From the entries below, pull out each line where "TextEditor" appears.

## Data in this exercise
╔══

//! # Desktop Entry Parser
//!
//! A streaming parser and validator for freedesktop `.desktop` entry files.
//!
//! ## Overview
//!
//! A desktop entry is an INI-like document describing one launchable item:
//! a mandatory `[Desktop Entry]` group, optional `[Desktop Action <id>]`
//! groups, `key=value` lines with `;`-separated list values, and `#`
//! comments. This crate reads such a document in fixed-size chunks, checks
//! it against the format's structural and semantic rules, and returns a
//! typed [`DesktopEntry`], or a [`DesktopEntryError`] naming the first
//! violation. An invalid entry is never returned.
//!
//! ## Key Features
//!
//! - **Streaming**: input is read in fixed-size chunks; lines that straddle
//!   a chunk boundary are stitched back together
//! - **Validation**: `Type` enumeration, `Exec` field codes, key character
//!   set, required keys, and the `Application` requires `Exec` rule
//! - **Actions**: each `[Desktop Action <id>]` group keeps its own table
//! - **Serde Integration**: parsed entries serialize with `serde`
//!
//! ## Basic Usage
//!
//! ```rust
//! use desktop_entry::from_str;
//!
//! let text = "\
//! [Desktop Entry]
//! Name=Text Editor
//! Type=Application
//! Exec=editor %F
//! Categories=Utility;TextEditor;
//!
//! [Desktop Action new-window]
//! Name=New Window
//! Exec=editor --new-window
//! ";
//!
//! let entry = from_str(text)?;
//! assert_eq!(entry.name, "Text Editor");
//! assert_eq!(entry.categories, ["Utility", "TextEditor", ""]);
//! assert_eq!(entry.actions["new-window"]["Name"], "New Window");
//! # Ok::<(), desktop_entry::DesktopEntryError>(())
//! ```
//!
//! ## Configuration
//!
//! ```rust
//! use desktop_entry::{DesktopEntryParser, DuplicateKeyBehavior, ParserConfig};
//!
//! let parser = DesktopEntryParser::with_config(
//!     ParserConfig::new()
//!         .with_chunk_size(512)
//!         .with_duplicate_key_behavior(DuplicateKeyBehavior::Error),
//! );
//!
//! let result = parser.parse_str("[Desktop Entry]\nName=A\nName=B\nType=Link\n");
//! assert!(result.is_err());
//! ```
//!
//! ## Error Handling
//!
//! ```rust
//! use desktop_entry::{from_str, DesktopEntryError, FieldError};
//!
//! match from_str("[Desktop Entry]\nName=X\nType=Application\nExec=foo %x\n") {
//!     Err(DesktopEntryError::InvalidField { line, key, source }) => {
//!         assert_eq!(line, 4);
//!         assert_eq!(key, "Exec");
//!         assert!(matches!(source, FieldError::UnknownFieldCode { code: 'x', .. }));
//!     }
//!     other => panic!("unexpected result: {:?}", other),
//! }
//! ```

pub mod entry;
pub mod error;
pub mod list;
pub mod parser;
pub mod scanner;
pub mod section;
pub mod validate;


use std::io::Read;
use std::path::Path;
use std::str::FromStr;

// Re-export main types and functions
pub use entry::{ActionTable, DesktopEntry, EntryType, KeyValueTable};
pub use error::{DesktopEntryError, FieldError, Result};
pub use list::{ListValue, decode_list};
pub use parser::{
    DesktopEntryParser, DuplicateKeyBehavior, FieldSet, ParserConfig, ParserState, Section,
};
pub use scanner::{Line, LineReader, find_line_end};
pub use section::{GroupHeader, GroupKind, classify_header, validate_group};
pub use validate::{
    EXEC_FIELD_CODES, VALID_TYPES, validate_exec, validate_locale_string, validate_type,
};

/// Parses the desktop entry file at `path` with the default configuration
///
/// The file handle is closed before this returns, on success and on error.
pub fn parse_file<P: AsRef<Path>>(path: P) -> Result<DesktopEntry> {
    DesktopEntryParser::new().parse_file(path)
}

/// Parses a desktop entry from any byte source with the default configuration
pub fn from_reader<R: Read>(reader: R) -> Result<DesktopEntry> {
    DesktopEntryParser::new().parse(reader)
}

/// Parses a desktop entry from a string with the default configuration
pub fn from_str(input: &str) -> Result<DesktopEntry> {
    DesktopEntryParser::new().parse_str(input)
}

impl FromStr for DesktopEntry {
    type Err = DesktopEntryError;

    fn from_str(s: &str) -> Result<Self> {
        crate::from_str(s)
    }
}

╚══
╔══

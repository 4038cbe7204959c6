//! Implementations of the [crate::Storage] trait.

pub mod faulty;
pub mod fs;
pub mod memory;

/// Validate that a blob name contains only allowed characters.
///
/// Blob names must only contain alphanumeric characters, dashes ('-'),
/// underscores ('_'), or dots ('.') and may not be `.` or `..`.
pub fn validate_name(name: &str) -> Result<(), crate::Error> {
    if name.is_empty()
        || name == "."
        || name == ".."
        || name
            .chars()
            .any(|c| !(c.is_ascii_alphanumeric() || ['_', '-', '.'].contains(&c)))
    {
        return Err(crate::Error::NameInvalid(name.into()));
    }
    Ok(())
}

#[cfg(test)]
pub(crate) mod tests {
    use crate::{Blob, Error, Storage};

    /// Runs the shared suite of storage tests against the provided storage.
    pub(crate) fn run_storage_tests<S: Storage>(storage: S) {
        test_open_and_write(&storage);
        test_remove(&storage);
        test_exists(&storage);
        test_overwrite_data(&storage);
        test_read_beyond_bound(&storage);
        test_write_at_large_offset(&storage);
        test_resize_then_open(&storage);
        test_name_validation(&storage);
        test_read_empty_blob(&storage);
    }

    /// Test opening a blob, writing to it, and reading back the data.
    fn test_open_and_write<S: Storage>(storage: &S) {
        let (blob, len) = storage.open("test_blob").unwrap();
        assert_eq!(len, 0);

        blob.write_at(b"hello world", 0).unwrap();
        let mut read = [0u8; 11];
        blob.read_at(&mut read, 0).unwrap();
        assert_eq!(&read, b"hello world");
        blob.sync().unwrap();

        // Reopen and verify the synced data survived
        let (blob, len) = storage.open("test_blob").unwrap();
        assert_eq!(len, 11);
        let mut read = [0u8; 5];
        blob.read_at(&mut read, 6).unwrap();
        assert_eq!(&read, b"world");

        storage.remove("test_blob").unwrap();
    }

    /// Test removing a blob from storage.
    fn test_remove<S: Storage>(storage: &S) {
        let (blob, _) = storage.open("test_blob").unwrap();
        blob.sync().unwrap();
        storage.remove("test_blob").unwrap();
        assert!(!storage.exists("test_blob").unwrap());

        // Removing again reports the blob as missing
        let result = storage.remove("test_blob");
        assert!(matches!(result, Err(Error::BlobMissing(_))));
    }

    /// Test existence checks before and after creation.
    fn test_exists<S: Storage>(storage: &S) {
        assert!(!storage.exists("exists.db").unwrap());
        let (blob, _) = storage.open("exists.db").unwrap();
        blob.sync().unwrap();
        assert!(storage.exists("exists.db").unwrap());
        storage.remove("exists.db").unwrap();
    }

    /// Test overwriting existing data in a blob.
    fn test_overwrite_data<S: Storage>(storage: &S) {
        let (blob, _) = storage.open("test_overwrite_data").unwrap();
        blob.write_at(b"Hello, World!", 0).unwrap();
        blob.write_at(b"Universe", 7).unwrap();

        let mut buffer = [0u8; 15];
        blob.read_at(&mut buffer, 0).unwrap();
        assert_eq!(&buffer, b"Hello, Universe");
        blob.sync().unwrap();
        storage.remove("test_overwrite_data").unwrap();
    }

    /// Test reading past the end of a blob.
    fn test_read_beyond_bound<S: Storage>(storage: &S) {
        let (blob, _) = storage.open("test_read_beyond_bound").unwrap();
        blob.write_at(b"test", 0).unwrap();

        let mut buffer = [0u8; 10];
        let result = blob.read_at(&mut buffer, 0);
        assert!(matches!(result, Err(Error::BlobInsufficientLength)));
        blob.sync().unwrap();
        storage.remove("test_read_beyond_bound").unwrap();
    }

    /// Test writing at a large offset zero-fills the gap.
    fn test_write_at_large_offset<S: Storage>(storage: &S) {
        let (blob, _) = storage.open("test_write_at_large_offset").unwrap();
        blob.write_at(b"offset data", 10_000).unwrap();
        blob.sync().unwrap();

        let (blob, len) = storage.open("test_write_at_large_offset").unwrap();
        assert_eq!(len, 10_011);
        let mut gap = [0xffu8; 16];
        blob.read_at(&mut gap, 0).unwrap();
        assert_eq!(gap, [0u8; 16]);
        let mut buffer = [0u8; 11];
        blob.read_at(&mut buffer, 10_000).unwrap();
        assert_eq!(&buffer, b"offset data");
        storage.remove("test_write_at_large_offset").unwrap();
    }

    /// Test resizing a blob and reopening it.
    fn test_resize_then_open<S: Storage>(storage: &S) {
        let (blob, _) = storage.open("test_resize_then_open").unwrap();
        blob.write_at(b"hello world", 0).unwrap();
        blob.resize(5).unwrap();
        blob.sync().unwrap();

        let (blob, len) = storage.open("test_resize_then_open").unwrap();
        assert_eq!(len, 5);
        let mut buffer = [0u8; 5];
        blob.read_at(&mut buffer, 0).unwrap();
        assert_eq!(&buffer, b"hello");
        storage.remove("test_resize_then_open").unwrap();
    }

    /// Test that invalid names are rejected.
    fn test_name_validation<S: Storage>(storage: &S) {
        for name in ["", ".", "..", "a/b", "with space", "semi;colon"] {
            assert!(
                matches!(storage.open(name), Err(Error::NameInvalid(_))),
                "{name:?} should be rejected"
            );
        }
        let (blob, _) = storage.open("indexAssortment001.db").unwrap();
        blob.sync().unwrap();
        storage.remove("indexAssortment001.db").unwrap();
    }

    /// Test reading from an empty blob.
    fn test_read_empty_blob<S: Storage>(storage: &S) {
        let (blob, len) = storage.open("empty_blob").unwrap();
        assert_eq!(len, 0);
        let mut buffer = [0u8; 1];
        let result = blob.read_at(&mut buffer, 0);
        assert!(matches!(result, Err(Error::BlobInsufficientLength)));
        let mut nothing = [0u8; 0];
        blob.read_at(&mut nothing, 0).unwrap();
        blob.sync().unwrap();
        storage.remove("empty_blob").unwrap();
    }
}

╚══

## Answer for this exercise
//! Categories=Utility;TextEditor;
//! assert_eq!(entry.categories, ["Utility", "TextEditor", ""]);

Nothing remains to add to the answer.